# Stored dataset items
//! Catalog API client

pub mod auth;
pub mod config;
pub mod error;
pub mod headers;
pub mod middleware;

use config::ClientConfig;
use error::ClientError;
use headers::DefaultHeaders;
use middleware::{MiddlewareChain, RequestMiddleware, ResponseMiddleware};
use reqwest::header::{ACCEPT, CONTENT_TYPE, HeaderMap, HeaderName, HeaderValue};
use reqwest::{Client, ClientBuilder, Method, RequestBuilder, Response};
use serde::Serialize;
use serde::de::DeserializeOwned;
use std::fmt;
use std::sync::Arc;
use std::time::Duration;
use tracing::debug;

const X_REQUESTED_WITH: HeaderName = HeaderName::from_static("x-requested-with");

/// Catalog API client
///
/// Cheap to clone; clones share the connection pool, the default headers and
/// the middleware chain they were built with.
#[derive(Clone)]
pub struct ApiClient {
    client: Client,
    base_url: String,
    default_headers: DefaultHeaders,
    middleware: MiddlewareChain,
    with_credentials: bool,
}

impl ApiClient {
    /// Create a new client with default configuration
    pub fn new(base_url: impl Into<String>) -> Result<Self, ClientError> {
        Self::builder().base_url(base_url).build()
    }

    /// Create a client from a configuration
    pub fn from_config(config: &ClientConfig) -> Result<Self, ClientError> {
        ApiClientBuilder::from_config(config).build()
    }

    /// Create a new client builder
    pub fn builder() -> ApiClientBuilder {
        ApiClientBuilder::default()
    }

    /// Get the base URL
    pub fn base_url(&self) -> &str {
        &self.base_url
    }

    /// Handle to the shared default headers
    pub fn default_headers(&self) -> &DefaultHeaders {
        &self.default_headers
    }

    /// Append a request middleware stage
    #[must_use]
    pub fn with_request_middleware(mut self, middleware: Arc<dyn RequestMiddleware>) -> Self {
        self.middleware.push_request(middleware);
        self
    }

    /// Append a response middleware stage
    #[must_use]
    pub fn with_response_middleware(mut self, middleware: Arc<dyn ResponseMiddleware>) -> Self {
        self.middleware.push_response(middleware);
        self
    }

    /// Create a request builder carrying the default headers
    pub fn request(&self, method: Method, path: &str) -> RequestBuilder {
        let url = format!("{}{}", self.base_url, path);
        let request = self
            .client
            .request(method, url)
            .headers(self.default_headers.snapshot());

        #[cfg(target_arch = "wasm32")]
        let request = if self.with_credentials {
            request.fetch_credentials_include()
        } else {
            request
        };

        request
    }

    /// Send a request through the middleware chain.
    ///
    /// Non-success statuses come back as `Err`, after response middleware
    /// has seen them.
    pub async fn send(&self, request: RequestBuilder) -> Result<Response, ClientError> {
        let request = self.middleware.apply_request(request.build()?)?;
        debug!(method = %request.method(), url = %request.url(), "Sending request");

        let outcome = match self.client.execute(request).await {
            Ok(response) => Self::check_status(response).await,
            Err(e) => Err(ClientError::Network(e)),
        };

        self.middleware.apply_response(outcome)
    }

    /// Send a request and decode a JSON body
    pub async fn execute<T: DeserializeOwned>(
        &self,
        request: RequestBuilder,
    ) -> Result<T, ClientError> {
        let response = self.send(request).await?;
        let body = response.bytes().await?;
        Ok(serde_json::from_slice(&body)?)
    }

    /// Send a request whose response body is irrelevant
    pub async fn execute_empty(&self, request: RequestBuilder) -> Result<(), ClientError> {
        self.send(request).await.map(drop)
    }

    pub async fn get<T: DeserializeOwned>(&self, path: &str) -> Result<T, ClientError> {
        self.execute(self.request(Method::GET, path)).await
    }

    pub async fn post<B: Serialize + ?Sized, T: DeserializeOwned>(
        &self,
        path: &str,
        body: &B,
    ) -> Result<T, ClientError> {
        self.execute(self.request(Method::POST, path).json(body)).await
    }

    pub async fn put<B: Serialize + ?Sized, T: DeserializeOwned>(
        &self,
        path: &str,
        body: &B,
    ) -> Result<T, ClientError> {
        self.execute(self.request(Method::PUT, path).json(body)).await
    }

    pub async fn delete(&self, path: &str) -> Result<(), ClientError> {
        self.execute_empty(self.request(Method::DELETE, path)).await
    }

    async fn check_status(response: Response) -> Result<Response, ClientError> {
        let status = response.status();
        if status.is_success() {
            Ok(response)
        } else {
            let body = response.text().await.unwrap_or_default();
            Err(ClientError::from_status(status, body))
        }
    }
}

impl fmt::Debug for ApiClient {
    fn fmt(&self, f: &mut fmt::Formatter<'_>) -> fmt::Result {
        let (request_stages, response_stages) = self.middleware.len();
        f.debug_struct("ApiClient")
            .field("base_url", &self.base_url)
            .field("with_credentials", &self.with_credentials)
            .field("request_stages", &request_stages)
            .field("response_stages", &response_stages)
            .finish_non_exhaustive()
    }
}

/// Builder for ApiClient
#[derive(Default)]
pub struct ApiClientBuilder {
    base_url: Option<String>,
    headers: HeaderMap,
    with_credentials: bool,
    requested_with: Option<String>,
    timeout: Option<Duration>,
    user_agent: Option<String>,
    middleware: MiddlewareChain,
}

impl ApiClientBuilder {
    /// Start from a configuration
    pub fn from_config(config: &ClientConfig) -> Self {
        let mut builder = Self::default()
            .base_url(config.base_url.clone())
            .with_credentials(config.with_credentials);
        builder.requested_with.clone_from(&config.requested_with);
        if let Some(secs) = config.timeout_secs {
            builder = builder.timeout(Duration::from_secs(secs));
        }
        if let Some(agent) = &config.user_agent {
            builder = builder.user_agent(agent.clone());
        }
        builder
    }

    /// Set the base URL
    pub fn base_url(mut self, url: impl Into<String>) -> Self {
        self.base_url = Some(url.into());
        self
    }

    /// Add a default header sent with every request
    pub fn default_header(mut self, name: HeaderName, value: HeaderValue) -> Self {
        self.headers.insert(name, value);
        self
    }

    /// Include credentials (cookies) on cross-origin requests
    pub fn with_credentials(mut self, enabled: bool) -> Self {
        self.with_credentials = enabled;
        self
    }

    /// Set the `X-Requested-With` default header
    pub fn requested_with(mut self, value: impl Into<String>) -> Self {
        self.requested_with = Some(value.into());
        self
    }

    /// Set the request timeout
    pub fn timeout(mut self, timeout: Duration) -> Self {
        self.timeout = Some(timeout);
        self
    }

    /// Set the user agent
    pub fn user_agent(mut self, agent: impl Into<String>) -> Self {
        self.user_agent = Some(agent.into());
        self
    }

    pub fn request_middleware(mut self, middleware: Arc<dyn RequestMiddleware>) -> Self {
        self.middleware.push_request(middleware);
        self
    }

    pub fn response_middleware(mut self, middleware: Arc<dyn ResponseMiddleware>) -> Self {
        self.middleware.push_response(middleware);
        self
    }

    /// Build the client
    pub fn build(self) -> Result<ApiClient, ClientError> {
        let base_url = self
            .base_url
            .ok_or_else(|| ClientError::Configuration("base_url is required".into()))?;

        url::Url::parse(&base_url)
            .map_err(|e| ClientError::Configuration(format!("invalid base_url {base_url}: {e}")))?;

        // Ensure base_url ends without a trailing slash
        let base_url = base_url.trim_end_matches('/').to_string();

        let mut headers = HeaderMap::new();
        headers.insert(CONTENT_TYPE, HeaderValue::from_static("application/json"));
        headers.insert(ACCEPT, HeaderValue::from_static("application/json"));
        if let Some(requested_with) = &self.requested_with {
            let value = HeaderValue::from_str(requested_with).map_err(|e| {
                ClientError::Configuration(format!("invalid X-Requested-With value: {e}"))
            })?;
            headers.insert(X_REQUESTED_WITH, value);
        }
        headers.extend(self.headers);

        let client = Self::build_inner(self.timeout, self.user_agent, self.with_credentials)?;

        Ok(ApiClient {
            client,
            base_url,
            default_headers: DefaultHeaders::new(headers),
            middleware: self.middleware,
            with_credentials: self.with_credentials,
        })
    }

    #[cfg(not(target_arch = "wasm32"))]
    fn build_inner(
        timeout: Option<Duration>,
        user_agent: Option<String>,
        with_credentials: bool,
    ) -> Result<Client, ClientError> {
        let mut builder = ClientBuilder::new()
            .user_agent(user_agent.unwrap_or_else(|| "catalog-client/0.1.0".to_string()))
            .cookie_store(with_credentials);
        if let Some(timeout) = timeout {
            builder = builder.timeout(timeout);
        }
        Ok(builder.build()?)
    }

    #[cfg(target_arch = "wasm32")]
    fn build_inner(
        _timeout: Option<Duration>,
        _user_agent: Option<String>,
        _with_credentials: bool,
    ) -> Result<Client, ClientError> {
        // The browser owns timeouts, the user agent and the cookie jar
        Ok(ClientBuilder::new().build()?)
    }
}
//! CLI configuration utilities

use anyhow::Result;
use catalog_frontend_common::FrontendConfig;
use config::{Config, Environment, File};
use std::path::{Path, PathBuf};

/// Prefix of environment overrides, e.g. `CATALOG_API__BASE_URL`
pub const ENV_PREFIX: &str = "CATALOG";

/// File the session token is persisted in, relative to the data directory
pub const SESSION_FILE: &str = "session.json";

/// Resolve the data directory: `CATALOG_STATE_DIR`, then the system data dir
pub fn default_data_dir() -> PathBuf {
    if let Ok(dir) = std::env::var("CATALOG_STATE_DIR") {
        PathBuf::from(dir)
    } else {
        dirs::data_dir()
            .unwrap_or_else(|| PathBuf::from("."))
            .join("catalog")
    }
}

/// Load frontend configuration.
///
/// Defaults are overridden by `path` (TOML or YAML, picked by extension),
/// which in turn is overridden by `CATALOG_*` environment variables. Nested
/// keys use a double underscore: `CATALOG_API__TIMEOUT_SECS=10`.
pub fn load_config(path: Option<&Path>) -> Result<FrontendConfig> {
    let mut builder = Config::builder().add_source(Config::try_from(&FrontendConfig::default())?);

    if let Some(path) = path {
        builder = builder.add_source(File::from(path));
    }

    builder = builder.add_source(
        Environment::with_prefix(ENV_PREFIX)
            .prefix_separator("_")
            .separator("__")
            .try_parsing(true),
    );

    Ok(builder.build()?.try_deserialize()?)
}
//! Frontend configuration

use catalog_http::ClientConfig;
use serde::{Deserialize, Serialize};

/// Settings shared by every catalog frontend
#[derive(Debug, Clone, PartialEq, Eq, Serialize, Deserialize)]
#[serde(default)]
pub struct FrontendConfig {
    /// HTTP client settings
    pub api: ClientConfig,
    /// Session storage key the bearer token is persisted under
    pub token_key: String,
    /// Route unauthenticated users are sent to
    pub login_route: String,
}

impl FrontendConfig {
    pub const DEFAULT_TOKEN_KEY: &'static str = "token";
    pub const DEFAULT_LOGIN_ROUTE: &'static str = "/login";
}

impl Default for FrontendConfig {
    fn default() -> Self {
        Self {
            api: ClientConfig::default(),
            token_key: Self::DEFAULT_TOKEN_KEY.to_string(),
            login_route: Self::DEFAULT_LOGIN_ROUTE.to_string(),
        }
    }
}
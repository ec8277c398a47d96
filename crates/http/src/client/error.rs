//! Client error types

use catalog_core::FieldErrors;
use serde::Deserialize;
use thiserror::Error;

/// Client error types
#[derive(Debug, Error)]
pub enum ClientError {
    /// The request could not be completed
    #[error("Request failed: {0}")]
    Network(#[from] reqwest::Error),

    /// Server rejected the credentials or token (401)
    #[error("Authentication failed: {0}")]
    AuthenticationFailed(String),

    /// Server rejected the payload with field errors (422)
    #[error("Validation failed: {message}")]
    Validation {
        message: String,
        errors: FieldErrors,
    },

    /// Bad request
    #[error("Bad request: {0}")]
    BadRequest(String),

    /// Forbidden
    #[error("Forbidden: {0}")]
    Forbidden(String),

    /// Resource not found
    #[error("Resource not found: {0}")]
    NotFound(String),

    /// Server returned another error status
    #[error("Server error {status}: {message}")]
    ServerError { status: u16, message: String },

    /// Serialization/deserialization error
    #[error("Serialization error: {0}")]
    Serialization(#[from] serde_json::Error),

    /// Invalid configuration
    #[error("Invalid configuration: {0}")]
    Configuration(String),
}

/// Error body shape used by the backend, e.g.
/// `{"message": "The email has already been taken.", "errors": {"email": [...]}}`
#[derive(Debug, Default, Deserialize)]
struct ErrorBody {
    #[serde(default)]
    message: Option<String>,
    #[serde(default)]
    errors: FieldErrors,
}

impl ClientError {
    /// Create error from HTTP status code and raw response body
    pub fn from_status(status: reqwest::StatusCode, body: String) -> Self {
        let parsed = serde_json::from_str::<ErrorBody>(&body).ok();
        let message = parsed
            .as_ref()
            .and_then(|b| b.message.clone())
            .unwrap_or_else(|| {
                if body.is_empty() {
                    status.to_string()
                } else {
                    body.clone()
                }
            });

        match status.as_u16() {
            400 => Self::BadRequest(message),
            401 => Self::AuthenticationFailed(message),
            403 => Self::Forbidden(message),
            404 => Self::NotFound(message),
            422 => Self::Validation {
                message,
                errors: parsed.map(|b| b.errors).unwrap_or_default(),
            },
            _ => Self::ServerError {
                status: status.as_u16(),
                message,
            },
        }
    }

    /// True when the session is no longer accepted and the user must log in again
    pub fn is_auth_expired(&self) -> bool {
        matches!(self, Self::AuthenticationFailed(_))
    }

    /// Field-level messages from a 422 response
    pub fn field_errors(&self) -> Option<&FieldErrors> {
        match self {
            Self::Validation { errors, .. } => Some(errors),
            _ => None,
        }
    }

    /// HTTP status associated with the error, when the server answered
    pub fn status(&self) -> Option<u16> {
        match self {
            Self::Network(err) => err.status().map(|s| s.as_u16()),
            Self::AuthenticationFailed(_) => Some(401),
            Self::Validation { .. } => Some(422),
            Self::BadRequest(_) => Some(400),
            Self::Forbidden(_) => Some(403),
            Self::NotFound(_) => Some(404),
            Self::ServerError { status, .. } => Some(*status),
            Self::Serialization(_) | Self::Configuration(_) => None,
        }
    }
}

# Exercise requirements
Your answer must be the number of lines above that contain the word "reqwest", stated alone.

# Expected answer
4